W deszczowym Londynie polskich siatkarzy spotkał we wtorek zimny prysznic. W swoim drugim meczu olimpijskiego turnieju przegrali niespodziewanie z Bułgarią 1:3 (22:25, 27:29, 25:13, 23:25).
Po zwycięstwie z Włochami polscy siatkarze, w swojej grupie mieli mieć już tylko łatwiej. Targanych konfliktami wewnątrz własnej federacji Bułgarów mieli wbić w parkiet tak jak wbija się siatkarskie gwoździe. Tym bardziej, że na początku lipca biało - czerwoni pokonali ich w Sofii w półfinale Ligi Światowej 3:0.

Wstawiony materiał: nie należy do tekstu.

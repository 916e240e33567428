//! Batch driver
//!
//! Selects proposals needing analysis in lots of `lot_size`, runs the
//! pipeline on each with `item_delay` between items, and in continuous mode
//! keeps taking lots (pausing `lot_pause` in between) until no work remains,
//! `max_lots` is reached or the run is cancelled.
//!
//! The run record is saved at start, after every lot and at the end, so the
//! status endpoint always shows current statistics.

use kritikos_common::db::load_proposal;
use kritikos_common::events::KritikosEvent;
use kritikos_common::{Error, Result};
use std::sync::Arc;
use std::time::{Duration, Instant};
use tokio_util::sync::CancellationToken;
use uuid::Uuid;

use super::pipeline::{AnalysisPipeline, ItemOutcome};
use super::statistics::LotStatistics;
use crate::db::proposals::{select_lot, SelectionCriteria};
use crate::db::runs::save_run;
use crate::models::{AnalysisRun, AnalysisStage, RunState};

/// Result of one lot
struct LotResult {
    statistics: LotStatistics,
    par_values: Vec<f64>,
    cancelled: bool,
}

pub struct BatchDriver {
    pipeline: Arc<AnalysisPipeline>,
}

impl BatchDriver {
    pub fn new(pipeline: Arc<AnalysisPipeline>) -> Self {
        Self { pipeline }
    }

    pub fn pipeline(&self) -> &Arc<AnalysisPipeline> {
        &self.pipeline
    }

    /// Selection criteria from the pipeline settings
    pub fn criteria(&self) -> SelectionCriteria {
        let settings = self.pipeline.settings();
        SelectionCriteria {
            analysis_version: settings.analysis_version.clone(),
            reanalysis_days: settings.reanalysis_days,
            max_item_attempts: settings.max_item_attempts,
        }
    }

    /// Execute a run to a terminal state
    ///
    /// Never returns an error: selection failures end the run in FAILED with
    /// `last_error` set, item failures are counted in the statistics.
    pub async fn execute(&self, mut run: AnalysisRun, cancel_token: CancellationToken) -> AnalysisRun {
        let start = Instant::now();
        let settings = self.pipeline.settings();
        let pool = self.pipeline.pool();
        let criteria = self.criteria();
        let parameters = run.parameters.clone();

        tracing::info!(
            run_id = %run.run_id,
            lot_size = parameters.lot_size,
            max_lots = ?parameters.max_lots,
            continuous = parameters.continuous,
            analysis_version = %criteria.analysis_version,
            "Starting analysis run"
        );

        self.save(&run).await;
        self.emit(KritikosEvent::AnalysisRunStarted {
            run_id: run.run_id,
            lot_size: parameters.lot_size,
            continuous: parameters.continuous,
            timestamp: kritikos_common::time::now(),
        });

        let mut lot_number = 0;
        let final_state = loop {
            if cancel_token.is_cancelled() {
                break RunState::Cancelled;
            }
            if parameters.max_lots.is_some_and(|max| lot_number >= max) {
                tracing::info!(run_id = %run.run_id, lots = lot_number, "Lot limit reached");
                break RunState::Completed;
            }

            let proposals = match select_lot(pool, &criteria, parameters.lot_size).await {
                Ok(proposals) => proposals,
                Err(e) => {
                    tracing::error!(run_id = %run.run_id, error = %e, "Lot selection failed");
                    run.last_error = Some(e.to_string());
                    break RunState::Failed;
                }
            };
            if proposals.is_empty() {
                tracing::info!(run_id = %run.run_id, "No proposals need analysis");
                break RunState::Completed;
            }

            lot_number += 1;
            tracing::info!(
                run_id = %run.run_id,
                lot_number,
                selected = proposals.len(),
                "Processing lot"
            );

            let lot = self
                .run_lot(run.run_id, lot_number, &proposals, settings.item_delay, &cancel_token)
                .await;

            self.emit(KritikosEvent::AnalysisLotCompleted {
                run_id: run.run_id,
                lot_number,
                processed: lot.statistics.counters.attempted,
                errors: lot.statistics.counters.errors,
                timestamp: kritikos_common::time::now(),
            });
            tracing::info!(
                run_id = %run.run_id,
                lot_number,
                attempted = lot.statistics.counters.attempted,
                persisted = lot.statistics.counters.persisted,
                errors = lot.statistics.counters.errors,
                "Lot finished"
            );

            run.statistics.record_lot(lot.statistics, &lot.par_values);
            run.statistics.duration_seconds = start.elapsed().as_secs_f64();
            self.save(&run).await;

            if lot.cancelled {
                break RunState::Cancelled;
            }
            if !parameters.continuous {
                break RunState::Completed;
            }

            tokio::select! {
                _ = cancel_token.cancelled() => break RunState::Cancelled,
                _ = tokio::time::sleep(settings.lot_pause) => {}
            }
        };

        run.statistics.duration_seconds = start.elapsed().as_secs_f64();
        run.transition_to(final_state);
        self.save(&run).await;

        tracing::info!(
            run_id = %run.run_id,
            state = run.state.as_str(),
            "Analysis run finished: {}",
            run.statistics.display_string()
        );

        self.emit(KritikosEvent::AnalysisRunCompleted {
            run_id: run.run_id,
            state: run.state.as_str().to_string(),
            processed: run.statistics.counters.attempted,
            errors: run.statistics.counters.errors,
            duration_seconds: run.statistics.duration_seconds,
            timestamp: kritikos_common::time::now(),
        });

        run
    }

    async fn run_lot(
        &self,
        run_id: Uuid,
        lot_number: usize,
        proposals: &[kritikos_common::db::Proposal],
        item_delay: Duration,
        cancel_token: &CancellationToken,
    ) -> LotResult {
        let start = Instant::now();
        let mut result = LotResult {
            statistics: LotStatistics {
                lot_number,
                selected: proposals.len(),
                ..Default::default()
            },
            par_values: Vec::new(),
            cancelled: false,
        };

        for (index, proposal) in proposals.iter().enumerate() {
            if cancel_token.is_cancelled() {
                result.cancelled = true;
                break;
            }

            let outcome = self.pipeline.process(proposal, Some(run_id), false).await;
            record_outcome(&mut result, &outcome);

            if index + 1 < proposals.len() && !item_delay.is_zero() {
                tokio::select! {
                    _ = cancel_token.cancelled() => {
                        result.cancelled = true;
                        break;
                    }
                    _ = tokio::time::sleep(item_delay) => {}
                }
            }
        }

        result.statistics.duration_seconds = start.elapsed().as_secs_f64();
        result
    }

    /// Analyze one proposal on demand
    pub async fn analyze_one(&self, proposal_id: i64, force: bool) -> Result<ItemOutcome> {
        let proposal = load_proposal(self.pipeline.pool(), proposal_id)
            .await?
            .ok_or_else(|| Error::NotFound(format!("proposal {}", proposal_id)))?;

        Ok(self.pipeline.process(&proposal, None, force).await)
    }

    async fn save(&self, run: &AnalysisRun) {
        let max_wait_ms = self.pipeline.settings().max_lock_wait_ms;
        if let Err(e) = save_run(self.pipeline.pool(), run, max_wait_ms).await {
            tracing::warn!(run_id = %run.run_id, error = %e, "Failed to save run state");
        }
    }

    fn emit(&self, event: KritikosEvent) {
        if let Some(bus) = self.pipeline.event_bus() {
            bus.emit_lossy(event);
        }
    }
}

fn record_outcome(result: &mut LotResult, outcome: &ItemOutcome) {
    result.statistics.counters.record(outcome);
    if outcome.stage == AnalysisStage::Persisted {
        if let Some(par) = outcome.par_final {
            result.par_values.push(par);
        }
    }
}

Początek pierwszego seta wskazywał na to, że tak właśnie będzie. Już na jego początku Polacy zdołali odskoczyć na cztery punkty (9:5). Wtedy trener Bułgarów poprosił o czas, choć chwilę wcześniej miał do dyspozycji swoich zawodników na przerwie technicznej. Okazało się, że ten manewr się opłacił. Bułgarzy złapali rytm i zdołali dogonić naszych reprezentantów, by po chwili wyjść na prowadzenie, którego nie oddali już do końca partii, wygrywając ją do 22.
Dobre zmiany Włocha
W drugiej na boisku pojawił się Paweł Zagumny, który już w trakcie pierwszej partii zmienił na rozegraniu Łukasza Żygadło. Michał Kubiak wszedł w miejsce Michała Winiarskiego a Jakub Jarosz za Zbigniewa Bartmana.
Wydawało się, że włoski szkoleniowiec trafił ze zmianami. Zagumny raz po raz gubił blok rywali, a nawet jeśli wystawił niedokładną piłkę, Kubiak potrafił zdobyć punkt z akcji sytuacyjnej. Co z tego skoro nie do zatrzymania był Cwetan Sokołow. To jego trzeba nazwać ojcem zwycięstwa Bułgarów w drugim secie. Wygrali na przewagi 29:27.
Inna drużyna
Choć na seta numer trzy w polskiej ekipie wyszedł ten sam skład, który kończył poprzedniego, to jednak wyszła zupełnie inna drużyna. Pewna energii zapału do gry mimo niekorzystnego wyniku. Kurkowi i spółce wychodziło dosłownie wszystko. W efekcie zdemolowali Bułgarów 25:13, czym wlali nadzieję w serca swoje, trenera i kibiców.
Jednak w czwartym secie wszystko wróciło do normy. A normą tego dnia była konieczność gonienia gospodarzy tegorocznego finału Ligi Światowej, przez biało-czerwonych. Dogonili ich tuż po drugiej przerwie technicznej kiedy zrobiło się po 17. Niestety, to nie był dzień Polaków. Tego seta przegrali 23:25, a cały mecz 1:3. Ten wynik trzeba uznać za niespodziankę.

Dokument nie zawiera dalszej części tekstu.